=== MATERIAL SUPPLIED ===

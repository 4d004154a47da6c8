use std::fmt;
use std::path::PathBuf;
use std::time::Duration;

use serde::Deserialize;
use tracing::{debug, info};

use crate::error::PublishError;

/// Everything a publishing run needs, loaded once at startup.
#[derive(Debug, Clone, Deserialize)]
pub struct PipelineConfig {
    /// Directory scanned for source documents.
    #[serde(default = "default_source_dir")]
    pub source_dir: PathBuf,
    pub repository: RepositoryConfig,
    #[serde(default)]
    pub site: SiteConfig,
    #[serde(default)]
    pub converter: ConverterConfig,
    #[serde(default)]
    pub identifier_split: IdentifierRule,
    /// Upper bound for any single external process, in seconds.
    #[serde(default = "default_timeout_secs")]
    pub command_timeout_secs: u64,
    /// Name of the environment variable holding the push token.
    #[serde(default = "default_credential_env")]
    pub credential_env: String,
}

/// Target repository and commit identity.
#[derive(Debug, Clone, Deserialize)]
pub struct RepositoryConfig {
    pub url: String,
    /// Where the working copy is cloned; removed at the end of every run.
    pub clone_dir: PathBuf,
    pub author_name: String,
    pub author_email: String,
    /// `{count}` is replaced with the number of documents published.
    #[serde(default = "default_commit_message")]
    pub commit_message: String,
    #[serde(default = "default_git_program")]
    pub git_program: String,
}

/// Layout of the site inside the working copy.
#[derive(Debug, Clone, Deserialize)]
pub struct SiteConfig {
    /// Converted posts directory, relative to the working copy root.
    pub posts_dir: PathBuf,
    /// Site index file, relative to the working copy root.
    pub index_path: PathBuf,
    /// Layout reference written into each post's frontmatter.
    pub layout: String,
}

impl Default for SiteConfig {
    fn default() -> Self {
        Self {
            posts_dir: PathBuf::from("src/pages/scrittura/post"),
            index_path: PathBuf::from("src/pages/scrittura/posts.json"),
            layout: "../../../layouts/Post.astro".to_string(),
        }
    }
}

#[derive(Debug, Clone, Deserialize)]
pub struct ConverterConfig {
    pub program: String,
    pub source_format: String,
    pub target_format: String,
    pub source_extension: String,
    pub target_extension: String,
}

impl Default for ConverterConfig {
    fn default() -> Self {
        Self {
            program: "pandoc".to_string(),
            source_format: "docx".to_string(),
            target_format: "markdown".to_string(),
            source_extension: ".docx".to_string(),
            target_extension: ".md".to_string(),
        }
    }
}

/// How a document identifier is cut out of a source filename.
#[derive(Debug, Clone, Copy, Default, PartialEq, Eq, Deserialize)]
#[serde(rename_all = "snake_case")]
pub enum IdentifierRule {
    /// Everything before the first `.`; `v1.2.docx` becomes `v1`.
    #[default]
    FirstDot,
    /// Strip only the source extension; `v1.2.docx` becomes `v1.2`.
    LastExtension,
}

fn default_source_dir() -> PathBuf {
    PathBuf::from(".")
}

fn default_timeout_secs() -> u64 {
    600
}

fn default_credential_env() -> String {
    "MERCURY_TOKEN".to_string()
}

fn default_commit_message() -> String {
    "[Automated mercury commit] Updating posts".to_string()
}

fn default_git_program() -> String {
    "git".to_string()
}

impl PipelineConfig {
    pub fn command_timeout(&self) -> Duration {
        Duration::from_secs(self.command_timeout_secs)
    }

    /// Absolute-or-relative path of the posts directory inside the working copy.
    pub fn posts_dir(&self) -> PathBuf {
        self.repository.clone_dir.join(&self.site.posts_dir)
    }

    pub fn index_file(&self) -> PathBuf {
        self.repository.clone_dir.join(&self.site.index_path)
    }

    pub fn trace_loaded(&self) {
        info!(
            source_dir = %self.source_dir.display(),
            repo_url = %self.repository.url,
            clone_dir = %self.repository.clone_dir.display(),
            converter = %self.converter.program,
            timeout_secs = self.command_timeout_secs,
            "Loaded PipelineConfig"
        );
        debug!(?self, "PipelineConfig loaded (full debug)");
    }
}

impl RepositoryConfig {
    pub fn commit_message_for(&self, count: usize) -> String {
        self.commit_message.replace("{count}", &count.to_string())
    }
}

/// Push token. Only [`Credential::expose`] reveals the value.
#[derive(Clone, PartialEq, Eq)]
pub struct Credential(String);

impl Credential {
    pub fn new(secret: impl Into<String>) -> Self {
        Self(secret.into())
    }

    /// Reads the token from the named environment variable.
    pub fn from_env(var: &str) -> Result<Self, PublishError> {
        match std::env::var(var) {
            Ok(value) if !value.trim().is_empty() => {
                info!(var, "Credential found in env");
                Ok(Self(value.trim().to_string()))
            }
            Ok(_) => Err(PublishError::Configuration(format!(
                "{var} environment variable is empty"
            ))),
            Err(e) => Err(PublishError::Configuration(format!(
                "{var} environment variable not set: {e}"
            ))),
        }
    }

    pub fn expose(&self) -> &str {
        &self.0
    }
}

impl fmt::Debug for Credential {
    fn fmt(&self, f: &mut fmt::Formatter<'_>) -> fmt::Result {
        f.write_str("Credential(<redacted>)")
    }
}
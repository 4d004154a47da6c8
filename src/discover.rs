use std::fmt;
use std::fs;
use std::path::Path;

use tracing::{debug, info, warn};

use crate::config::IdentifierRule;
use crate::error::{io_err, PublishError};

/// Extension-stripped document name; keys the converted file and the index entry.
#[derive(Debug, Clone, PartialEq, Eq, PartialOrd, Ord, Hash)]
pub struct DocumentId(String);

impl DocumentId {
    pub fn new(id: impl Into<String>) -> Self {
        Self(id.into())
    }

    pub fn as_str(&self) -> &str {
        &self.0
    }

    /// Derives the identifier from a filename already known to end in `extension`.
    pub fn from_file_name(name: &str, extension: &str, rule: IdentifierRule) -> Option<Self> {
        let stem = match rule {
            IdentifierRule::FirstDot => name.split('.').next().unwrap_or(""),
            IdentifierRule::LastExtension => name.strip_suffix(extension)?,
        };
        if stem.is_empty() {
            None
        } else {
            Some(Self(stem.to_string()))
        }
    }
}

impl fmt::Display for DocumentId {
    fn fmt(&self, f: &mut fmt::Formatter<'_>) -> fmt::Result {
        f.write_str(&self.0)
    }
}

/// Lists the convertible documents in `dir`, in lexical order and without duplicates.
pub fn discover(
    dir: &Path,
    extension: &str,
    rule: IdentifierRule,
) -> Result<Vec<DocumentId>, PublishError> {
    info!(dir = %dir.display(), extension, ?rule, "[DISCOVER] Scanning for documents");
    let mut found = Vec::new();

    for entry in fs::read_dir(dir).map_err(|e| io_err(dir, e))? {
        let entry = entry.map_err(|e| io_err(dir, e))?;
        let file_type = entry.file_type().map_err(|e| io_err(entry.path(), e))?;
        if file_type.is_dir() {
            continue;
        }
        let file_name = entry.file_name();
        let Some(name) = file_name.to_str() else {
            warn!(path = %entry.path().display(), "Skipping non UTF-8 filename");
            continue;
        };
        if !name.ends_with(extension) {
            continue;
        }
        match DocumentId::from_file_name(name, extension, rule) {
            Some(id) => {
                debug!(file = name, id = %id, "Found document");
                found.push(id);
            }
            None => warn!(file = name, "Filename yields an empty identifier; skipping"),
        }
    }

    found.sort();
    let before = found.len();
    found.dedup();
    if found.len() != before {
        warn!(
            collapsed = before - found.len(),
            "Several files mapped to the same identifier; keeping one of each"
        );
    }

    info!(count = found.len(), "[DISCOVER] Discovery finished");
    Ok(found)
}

===

Take every line in the preceding listing that contains "match" and copy it.

* YOUR RESPONSE *
        match std::env::var(var) {
        let stem = match rule {
        match DocumentId::from_file_name(name, extension, rule) {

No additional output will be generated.